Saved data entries
**********

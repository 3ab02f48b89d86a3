// libs/appointment-cell/src/services/booking.rs

use std::sync::Arc;

use chrono::NaiveDateTime;
use tracing::{debug, info, warn};
use uuid::Uuid;

use shared_config::AppConfig;
use shared_models::{Appointment, AppointmentStatus};
use shared_store::{AppointmentStore, ProfessionalLocks, ProfessionalStore};
use shared_utils::Clock;

use crate::models::{AppointmentError, BookAppointmentRequest, UpdateAppointmentRequest};
use crate::services::lifecycle::{AppointmentLifecycleRules, AppointmentLifecycleService};

/// Orchestrates appointment creation and cancellation against the slot
/// inventory, enforcing at-most-one-booking-per-slot-per-professional.
///
/// Every inventory-touching operation runs under the professional's
/// scheduling lock; this service and the slot generator are the only
/// inventory mutators.
pub struct AppointmentBookingService {
    professionals: Arc<dyn ProfessionalStore>,
    appointments: Arc<dyn AppointmentStore>,
    locks: Arc<ProfessionalLocks>,
    lifecycle: AppointmentLifecycleService,
    clock: Arc<dyn Clock>,
}

impl AppointmentBookingService {
    pub fn new(
        config: &AppConfig,
        professionals: Arc<dyn ProfessionalStore>,
        appointments: Arc<dyn AppointmentStore>,
        locks: Arc<ProfessionalLocks>,
        clock: Arc<dyn Clock>,
    ) -> Self {
        let lifecycle = AppointmentLifecycleService::with_rules(AppointmentLifecycleRules {
            no_show_threshold_minutes: config.no_show_threshold_minutes,
        });

        Self {
            professionals,
            appointments,
            locks,
            lifecycle,
            clock,
        }
    }

    /// Book a slot for a patient.
    ///
    /// Under the professional's lock: the slot must still be in the
    /// inventory, no Scheduled appointment may already reference it, then the
    /// slot is consumed and the appointment created with the professional's
    /// current fee snapshotted.
    pub async fn book_appointment(
        &self,
        request: BookAppointmentRequest,
    ) -> Result<Appointment, AppointmentError> {
        info!(
            "Booking appointment for patient {} with professional {} at {}",
            request.patient_id, request.professional_id, request.time_slot
        );

        let _guard = self.locks.acquire(request.professional_id).await;

        let mut professional = self
            .professionals
            .find_by_id(request.professional_id)
            .await?
            .ok_or(AppointmentError::ProfessionalNotFound)?;

        if !professional.has_time_slot(&request.time_slot) {
            debug!(
                "Slot {} not in inventory for professional {}",
                request.time_slot, request.professional_id
            );
            return Err(AppointmentError::SlotUnavailable);
        }

        // Defense in depth: the inventory said free, but an appointment row
        // claiming the slot means the two collections desynced.
        if self
            .appointments
            .find_by_professional_slot_status(
                request.professional_id,
                request.time_slot,
                AppointmentStatus::Scheduled,
            )
            .await?
            .is_some()
        {
            warn!(
                "Inventory offered slot {} for professional {} but a scheduled appointment holds it",
                request.time_slot, request.professional_id
            );
            return Err(AppointmentError::SlotAlreadyBooked);
        }

        let now = self.clock.now();
        professional.remove_time_slot(&request.time_slot);
        professional.touch(now);
        self.professionals.save(&professional).await?;

        let appointment = Appointment::new(
            request.patient_id,
            &professional,
            request.time_slot,
            request.reason,
            now,
        );
        if let Err(err) = self.appointments.insert(appointment.clone()).await {
            // Put the slot back before surfacing the failure.
            professional.add_time_slot(request.time_slot);
            if let Err(restore_err) = self.professionals.save(&professional).await {
                warn!(
                    "Failed to restore slot {} for professional {} after booking failure: {}",
                    request.time_slot, request.professional_id, restore_err
                );
            }
            return Err(err.into());
        }

        info!(
            "Appointment {} booked with professional {}",
            appointment.id, request.professional_id
        );
        Ok(appointment)
    }

    /// Cancel an appointment on behalf of the booking patient and return its
    /// slot to the inventory.
    ///
    /// Only the booking patient may cancel. The slot is released first; a
    /// failed release leaves the appointment un-cancelled.
    pub async fn cancel_appointment(
        &self,
        appointment_id: Uuid,
        acting_user_id: Uuid,
    ) -> Result<Appointment, AppointmentError> {
        debug!("Cancelling appointment {}", appointment_id);

        let found = self
            .appointments
            .find_by_id(appointment_id)
            .await?
            .ok_or(AppointmentError::NotFound)?;

        let _guard = self.locks.acquire(found.professional_id).await;

        // Re-read under the lock; the record may have moved while we waited.
        let mut appointment = self
            .appointments
            .find_by_id(appointment_id)
            .await?
            .ok_or(AppointmentError::NotFound)?;

        if appointment.patient_id != acting_user_id {
            warn!(
                "User {} attempted to cancel appointment {} they do not own",
                acting_user_id, appointment_id
            );
            return Err(AppointmentError::Unauthorized);
        }

        self.lifecycle
            .validate_status_transition(appointment.status, AppointmentStatus::Cancelled)?;

        let now = self.clock.now();
        let mut professional = self
            .professionals
            .find_by_id(appointment.professional_id)
            .await?
            .ok_or(AppointmentError::ProfessionalNotFound)?;
        professional.add_time_slot(appointment.time_slot);
        professional.touch(now);
        self.professionals.save(&professional).await?;

        appointment.set_status(AppointmentStatus::Cancelled, now);
        self.appointments.save(&appointment).await?;

        info!("Appointment {} cancelled", appointment_id);
        Ok(appointment)
    }

    /// Reschedule an appointment and/or update its reason.
    ///
    /// A changed timestamp re-runs the booking availability checks for the
    /// new slot, then swaps old for new in a single professional save so a
    /// failure midway cannot lose the old slot.
    pub async fn update_appointment(
        &self,
        appointment_id: Uuid,
        request: UpdateAppointmentRequest,
    ) -> Result<Appointment, AppointmentError> {
        debug!("Updating appointment {}", appointment_id);

        let found = self
            .appointments
            .find_by_id(appointment_id)
            .await?
            .ok_or(AppointmentError::NotFound)?;

        let _guard = self.locks.acquire(found.professional_id).await;

        let mut appointment = self
            .appointments
            .find_by_id(appointment_id)
            .await?
            .ok_or(AppointmentError::NotFound)?;

        if !appointment.can_be_cancelled() {
            return Err(AppointmentError::InvalidStatusTransition(appointment.status));
        }

        let now = self.clock.now();

        if request.new_time_slot != appointment.time_slot {
            let mut professional = self
                .professionals
                .find_by_id(appointment.professional_id)
                .await?
                .ok_or(AppointmentError::ProfessionalNotFound)?;

            if !professional.has_time_slot(&request.new_time_slot) {
                return Err(AppointmentError::SlotUnavailable);
            }
            if self
                .appointments
                .find_by_professional_slot_status(
                    appointment.professional_id,
                    request.new_time_slot,
                    AppointmentStatus::Scheduled,
                )
                .await?
                .is_some()
            {
                return Err(AppointmentError::SlotAlreadyBooked);
            }

            // Consume the new slot and release the old one in one save.
            professional.remove_time_slot(&request.new_time_slot);
            professional.add_time_slot(appointment.time_slot);
            professional.touch(now);
            self.professionals.save(&professional).await?;

            appointment.appointment_date_time = request.new_time_slot;
            appointment.time_slot = request.new_time_slot;
        }

        appointment.reason = request.reason;
        appointment.updated_at = now;
        self.appointments.save(&appointment).await?;

        info!("Appointment {} updated", appointment_id);
        Ok(appointment)
    }

    /// Professional accepts the booking: Scheduled -> Confirmed.
    pub async fn confirm_appointment(
        &self,
        appointment_id: Uuid,
    ) -> Result<Appointment, AppointmentError> {
        self.transition(appointment_id, AppointmentStatus::Confirmed)
            .await
    }

    /// Consultation happened: Confirmed -> Completed.
    pub async fn complete_appointment(
        &self,
        appointment_id: Uuid,
    ) -> Result<Appointment, AppointmentError> {
        self.transition(appointment_id, AppointmentStatus::Completed)
            .await
    }

    /// Patient never turned up: Confirmed -> NoShow, once the start time is
    /// past the no-show threshold. The slot stays consumed; it lies in the
    /// past and regeneration prunes it.
    pub async fn mark_no_show(
        &self,
        appointment_id: Uuid,
    ) -> Result<Appointment, AppointmentError> {
        let mut appointment = self
            .appointments
            .find_by_id(appointment_id)
            .await?
            .ok_or(AppointmentError::NotFound)?;

        let now = self.clock.now();
        self.lifecycle
            .validate_status_transition(appointment.status, AppointmentStatus::NoShow)?;
        if !self
            .lifecycle
            .should_mark_no_show(appointment.status, appointment.appointment_date_time, now)
        {
            return Err(AppointmentError::Validation(
                "Appointment start time has not passed the no-show threshold".to_string(),
            ));
        }

        appointment.set_status(AppointmentStatus::NoShow, now);
        self.appointments.save(&appointment).await?;

        info!("Appointment {} marked as no-show", appointment_id);
        Ok(appointment)
    }

    pub async fn get_appointment(
        &self,
        appointment_id: Uuid,
    ) -> Result<Appointment, AppointmentError> {
        self.appointments
            .find_by_id(appointment_id)
            .await?
            .ok_or(AppointmentError::NotFound)
    }

    pub async fn appointments_for_patient(
        &self,
        patient_id: Uuid,
        status: Option<AppointmentStatus>,
    ) -> Result<Vec<Appointment>, AppointmentError> {
        let mut appointments = self.appointments.find_by_patient(patient_id).await?;
        if let Some(status) = status {
            appointments.retain(|a| a.status == status);
        }
        Ok(appointments)
    }

    pub async fn appointments_for_professional(
        &self,
        professional_id: Uuid,
        status: Option<AppointmentStatus>,
    ) -> Result<Vec<Appointment>, AppointmentError> {
        let mut appointments = self.appointments.find_by_professional(professional_id).await?;
        if let Some(status) = status {
            appointments.retain(|a| a.status == status);
        }
        Ok(appointments)
    }

    pub async fn appointments_between(
        &self,
        start: NaiveDateTime,
        end: NaiveDateTime,
    ) -> Result<Vec<Appointment>, AppointmentError> {
        Ok(self.appointments.find_between(start, end).await?)
    }

    /// Future appointments for one professional, soonest first.
    pub async fn upcoming_for_professional(
        &self,
        professional_id: Uuid,
    ) -> Result<Vec<Appointment>, AppointmentError> {
        let now = self.clock.now();
        let mut appointments = self
            .appointments
            .find_by_professional_between(professional_id, now, NaiveDateTime::MAX)
            .await?;
        appointments.retain(|a| a.is_live());
        Ok(appointments)
    }

    /// Future appointments for one patient, soonest first.
    pub async fn upcoming_for_patient(
        &self,
        patient_id: Uuid,
    ) -> Result<Vec<Appointment>, AppointmentError> {
        let now = self.clock.now();
        let mut appointments = self.appointments.find_by_patient(patient_id).await?;
        appointments.retain(|a| a.is_live() && a.appointment_date_time > now);
        Ok(appointments)
    }

    async fn transition(
        &self,
        appointment_id: Uuid,
        new_status: AppointmentStatus,
    ) -> Result<Appointment, AppointmentError> {
        let mut appointment = self
            .appointments
            .find_by_id(appointment_id)
            .await?
            .ok_or(AppointmentError::NotFound)?;

        self.lifecycle
            .validate_status_transition(appointment.status, new_status)?;

        appointment.set_status(new_status, self.clock.now());
        self.appointments.save(&appointment).await?;

        info!("Appointment {} moved to {}", appointment_id, new_status);
        Ok(appointment)
    }
}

**********

Work task
Check each line of the data for "ProfessionalLocks". Copy the lines where it turns up.

Written answer
use shared_store::{AppointmentStore, ProfessionalLocks, ProfessionalStore};
    locks: Arc<ProfessionalLocks>,
        locks: Arc<ProfessionalLocks>,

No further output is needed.